━━ Supplied information

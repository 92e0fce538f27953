//! Reliable, ordered byte streams over an encrypted, lossy, unordered UDP substrate - the
//!  hop-by-hop transport underneath the pub/sub overlay.
//!
//! ## Design goals
//!
//! * The protocol is peer-to-peer: every node has one listening UDP socket that carries all of
//!   its connections, in both directions
//! * A *connection* is a logical peering with one remote endpoint, established by a three-way
//!   handshake and identified by a pair of 32-bit conn ids (one picked by each side). Several
//!   connections can share a UDP port pair.
//! * A connection multiplexes any number of independent *streams* - ordered byte sequences
//!   identified by a 16-bit stream id. Bytes within one stream arrive in order and gap-free;
//!   there is no ordering across streams.
//! * Payloads routinely exceed an MTU and arrive out of order: packets carry an explicit byte
//!   offset within their stream, and receivers reassemble in offset order
//! * Reliability is positive-ACK: every data packet carries a per-connection packet number,
//!   receivers acknowledge what they got, senders retransmit on RTO expiry with exponential
//!   backoff (initial 1s, capped at 64s) and give up on the connection after a bounded number
//!   of retries
//! * A NewReno-style congestion window per connection plus a receive window per stream; the
//!   ordinary send path suspends cooperatively while windows are saturated
//! * *Cut-through* transfers get a dedicated stream per transfer and a non-blocking send path
//!   with a bounded backlog, so a relay can begin forwarding a large message before its tail
//!   has arrived
//! * All packets are sealed as a whole with AES-256-GCM (see [`encryption`])
//!
//! ## Header
//!
//! Packet header (inside the encryption envelope) - all numbers in network byte order (BE):
//! ```ascii
//!  0         1         2         6         10        12        20        28
//! +---------+---------+---------+---------+---------+---------+---------+------+
//! |version=1| type    | src_cid | dst_cid | strm_id | pkt_no  | offset  | len  |
//! | 1B      | 1B      | 4B      | 4B      | 2B      | 8B      | 8B      | 2B   |
//! +---------+---------+---------+---------+---------+---------+---------+------+
//! ```
//!
//! `type` values:
//! ```ascii
//! 0  DATA       stream data at `offset`
//! 1  DATA+FIN   stream data, and the stream ends after this packet
//! 2  ACK        payload lists acknowledged packet numbers (varint count + u64 each)
//! 3  DIAL       handshake step 1, payload is the initiator's 32-byte static public key
//! 4  DIAL_CONF  handshake step 2, payload is the responder's 32-byte static public key
//! 5  CONF       handshake step 3, no payload
//! 6  RESET      abort: the whole connection if strm_id is 0, one stream otherwise
//! ```
//!
//! ## Handshake
//!
//! The initiator sends `DIAL(src_cid=X)`; the responder replies `DIAL_CONF(src_cid=Y,
//!  dst_cid=X)`; the initiator replies `CONF(dst_cid=Y)`. After `CONF` both sides are active.
//!  Handshake packets are resent with the regular RTO backoff; data from the initiator doubles
//!  as an implicit `CONF` so a lost final packet does not stall the connection. `RESET`
//!  unilaterally aborts at any point.
//!
//! The handshake packets carry the peers' x25519 static public keys. The layer above uses
//!  them to identify nodes (e.g. for loop avoidance); the transport itself only transports
//!  them.
//!
//! ## Stream-scoped RESET
//!
//! A RESET with a non-zero stream id aborts just that stream, in either role: sent by the
//!  stream's sender it means "I am abandoning this transfer, discard what you have" (flush);
//!  sent by the receiver it means "stop sending, I do not want the rest" (skip). The receiver
//!  of a stream-scoped RESET tells the roles apart by which side of the stream it holds.
//!
//! ## Failure semantics
//!
//! * RTO exhaustion on any packet closes the connection with reason `Timeout`
//! * protocol violations (bad version, inconsistent conn ids, impossible offsets) answer with
//!   `RESET` and close with reason `ProtocolViolation`
//! * a connection without inbound traffic for twice the heartbeat interval closes as `Idle`

pub mod buffers;
pub mod config;
pub mod congestion;
pub mod connection;
pub mod encryption;
pub mod end_point;
pub mod listener;
pub mod packet_header;
pub mod packet_id;
pub mod rto;
pub mod safe_converter;
pub mod send_pipeline;
mod receive_stream;
mod send_stream;
impl NodeConfig {
    pub fn new(max_solicited: usize, max_unsolicited: usize) -> NodeConfig {
        NodeConfig {
            max_solicited,
            max_unsolicited,
            accept_unsolicited: false,
            enable_relay: false,
            cut_through_threshold: 50_000,
            frame_prefix_len: 8,
            dedup_tick_interval: Duration::from_secs(10),
            peer_select_interval: Duration::from_secs(60),
            blacklist_interval: Duration::from_secs(600),
        }
    }
}

/// The application-facing contract of a node.
#[cfg_attr(test, automock)]
#[async_trait]
pub trait PubSubDelegate: Send + Sync + 'static {
    /// the channels this node subscribes to
    fn channels(&self) -> Vec<u16>;

    fn should_accept(&self, addr: SocketAddr) -> bool;

    async fn on_subscribe(&self, channel: u16);

    async fn on_unsubscribe(&self, channel: u16);

    /// fires exactly once per unique message id within the dedup retention window
    async fn on_message(&self, channel: u16, message_id: u64, payload: Vec<u8>, header: MessageHeader);

    async fn on_close(&self, addr: SocketAddr);

    /// Periodic peer selection: given the current solicited and standby peers, return the
    ///  standby addresses to promote into freed-up solicited slots.
    async fn manage_subscriptions(
        &self,
        max_solicited: usize,
        solicited: Vec<SocketAddr>,
        standby: Vec<SocketAddr>,
    ) -> Vec<SocketAddr>;
}

struct NodeInner {
    slots: PeerSlots,
    blacklist: Blacklist,
    dedup: DedupRing,
    router: CutThroughRouter,
    transports: FxHashMap<TransportId, Arc<dyn PeerTransport>>,
    by_addr: FxHashMap<SocketAddr, TransportId>,
    next_transport_id: u32,
}

/// The pub/sub node: manages peer slots, deduplicates and relays messages, and routes
///  cut-through transfers. All mutable state lives behind one lock and is only touched from
///  the transport's upcalls and the node's own timers.
pub struct PubSubNode {
    config: NodeConfig,
    delegate: Arc<dyn PubSubDelegate>,
    attester: Arc<dyn Attester>,
    witnesser: Arc<dyn Witnesser>,
    self_pk: [u8; 32],
    dialer: OnceLock<Arc<dyn Dialer>>,
    inner: RwLock<NodeInner>,
    message_id_rng: Mutex<StdRng>,
}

━━━━

• **What is required**
Transcribe the records above exactly, keeping every line.

• **Task solution**
repository 92e0fce538f27953
//! Reliable, ordered byte streams over an encrypted, lossy, unordered UDP substrate - the
//!  hop-by-hop transport underneath the pub/sub overlay.
//!
//! ## Design goals
//!
//! * The protocol is peer-to-peer: every node has one listening UDP socket that carries all of
//!   its connections, in both directions
//! * A *connection* is a logical peering with one remote endpoint, established by a three-way
//!   handshake and identified by a pair of 32-bit conn ids (one picked by each side). Several
//!   connections can share a UDP port pair.
//! * A connection multiplexes any number of independent *streams* - ordered byte sequences
//!   identified by a 16-bit stream id. Bytes within one stream arrive in order and gap-free;
//!   there is no ordering across streams.
//! * Payloads routinely exceed an MTU and arrive out of order: packets carry an explicit byte
//!   offset within their stream, and receivers reassemble in offset order
//! * Reliability is positive-ACK: every data packet carries a per-connection packet number,
//!   receivers acknowledge what they got, senders retransmit on RTO expiry with exponential
//!   backoff (initial 1s, capped at 64s) and give up on the connection after a bounded number
//!   of retries
//! * A NewReno-style congestion window per connection plus a receive window per stream; the
//!   ordinary send path suspends cooperatively while windows are saturated
//! * *Cut-through* transfers get a dedicated stream per transfer and a non-blocking send path
//!   with a bounded backlog, so a relay can begin forwarding a large message before its tail
//!   has arrived
//! * All packets are sealed as a whole with AES-256-GCM (see [`encryption`])
//!
//! ## Header
//!
//! Packet header (inside the encryption envelope) - all numbers in network byte order (BE):
//! ```ascii
//!  0         1         2         6         10        12        20        28
//! +---------+---------+---------+---------+---------+---------+---------+------+
//! |version=1| type    | src_cid | dst_cid | strm_id | pkt_no  | offset  | len  |
//! | 1B      | 1B      | 4B      | 4B      | 2B      | 8B      | 8B      | 2B   |
//! +---------+---------+---------+---------+---------+---------+---------+------+
//! ```
//!
//! `type` values:
//! ```ascii
//! 0  DATA       stream data at `offset`
//! 1  DATA+FIN   stream data, and the stream ends after this packet
//! 2  ACK        payload lists acknowledged packet numbers (varint count + u64 each)
//! 3  DIAL       handshake step 1, payload is the initiator's 32-byte static public key
//! 4  DIAL_CONF  handshake step 2, payload is the responder's 32-byte static public key
//! 5  CONF       handshake step 3, no payload
//! 6  RESET      abort: the whole connection if strm_id is 0, one stream otherwise
//! ```
//!
//! ## Handshake
//!
//! The initiator sends `DIAL(src_cid=X)`; the responder replies `DIAL_CONF(src_cid=Y,
//!  dst_cid=X)`; the initiator replies `CONF(dst_cid=Y)`. After `CONF` both sides are active.
//!  Handshake packets are resent with the regular RTO backoff; data from the initiator doubles
//!  as an implicit `CONF` so a lost final packet does not stall the connection. `RESET`
//!  unilaterally aborts at any point.
//!
//! The handshake packets carry the peers' x25519 static public keys. The layer above uses
//!  them to identify nodes (e.g. for loop avoidance); the transport itself only transports
//!  them.
//!
//! ## Stream-scoped RESET
//!
//! A RESET with a non-zero stream id aborts just that stream, in either role: sent by the
//!  stream's sender it means "I am abandoning this transfer, discard what you have" (flush);
//!  sent by the receiver it means "stop sending, I do not want the rest" (skip). The receiver
//!  of a stream-scoped RESET tells the roles apart by which side of the stream it holds.
//!
//! ## Failure semantics
//!
//! * RTO exhaustion on any packet closes the connection with reason `Timeout`
//! * protocol violations (bad version, inconsistent conn ids, impossible offsets) answer with
//!   `RESET` and close with reason `ProtocolViolation`
//! * a connection without inbound traffic for twice the heartbeat interval closes as `Idle`

pub mod buffers;
pub mod config;
pub mod congestion;
pub mod connection;
pub mod encryption;
pub mod end_point;
pub mod listener;
pub mod packet_header;
pub mod packet_id;
pub mod rto;
pub mod safe_converter;
pub mod send_pipeline;
mod receive_stream;
mod send_stream;
impl NodeConfig {
    pub fn new(max_solicited: usize, max_unsolicited: usize) -> NodeConfig {
        NodeConfig {
            max_solicited,
            max_unsolicited,
            accept_unsolicited: false,
            enable_relay: false,
            cut_through_threshold: 50_000,
            frame_prefix_len: 8,
            dedup_tick_interval: Duration::from_secs(10),
            peer_select_interval: Duration::from_secs(60),
            blacklist_interval: Duration::from_secs(600),
        }
    }
}

/// The application-facing contract of a node.
#[cfg_attr(test, automock)]
#[async_trait]
pub trait PubSubDelegate: Send + Sync + 'static {
    /// the channels this node subscribes to
    fn channels(&self) -> Vec<u16>;

    fn should_accept(&self, addr: SocketAddr) -> bool;

    async fn on_subscribe(&self, channel: u16);

    async fn on_unsubscribe(&self, channel: u16);

    /// fires exactly once per unique message id within the dedup retention window
    async fn on_message(&self, channel: u16, message_id: u64, payload: Vec<u8>, header: MessageHeader);

    async fn on_close(&self, addr: SocketAddr);

    /// Periodic peer selection: given the current solicited and standby peers, return the
    ///  standby addresses to promote into freed-up solicited slots.
    async fn manage_subscriptions(
        &self,
        max_solicited: usize,
        solicited: Vec<SocketAddr>,
        standby: Vec<SocketAddr>,
    ) -> Vec<SocketAddr>;
}

struct NodeInner {
    slots: PeerSlots,
    blacklist: Blacklist,
    dedup: DedupRing,
    router: CutThroughRouter,
    transports: FxHashMap<TransportId, Arc<dyn PeerTransport>>,
    by_addr: FxHashMap<SocketAddr, TransportId>,
    next_transport_id: u32,
}

/// The pub/sub node: manages peer slots, deduplicates and relays messages, and routes
///  cut-through transfers. All mutable state lives behind one lock and is only touched from
///  the transport's upcalls and the node's own timers.
pub struct PubSubNode {
    config: NodeConfig,
    delegate: Arc<dyn PubSubDelegate>,
    attester: Arc<dyn Attester>,
    witnesser: Arc<dyn Witnesser>,
    self_pk: [u8; 32],
    dialer: OnceLock<Arc<dyn Dialer>>,
    inner: RwLock<NodeInner>,
    message_id_rng: Mutex<StdRng>,
}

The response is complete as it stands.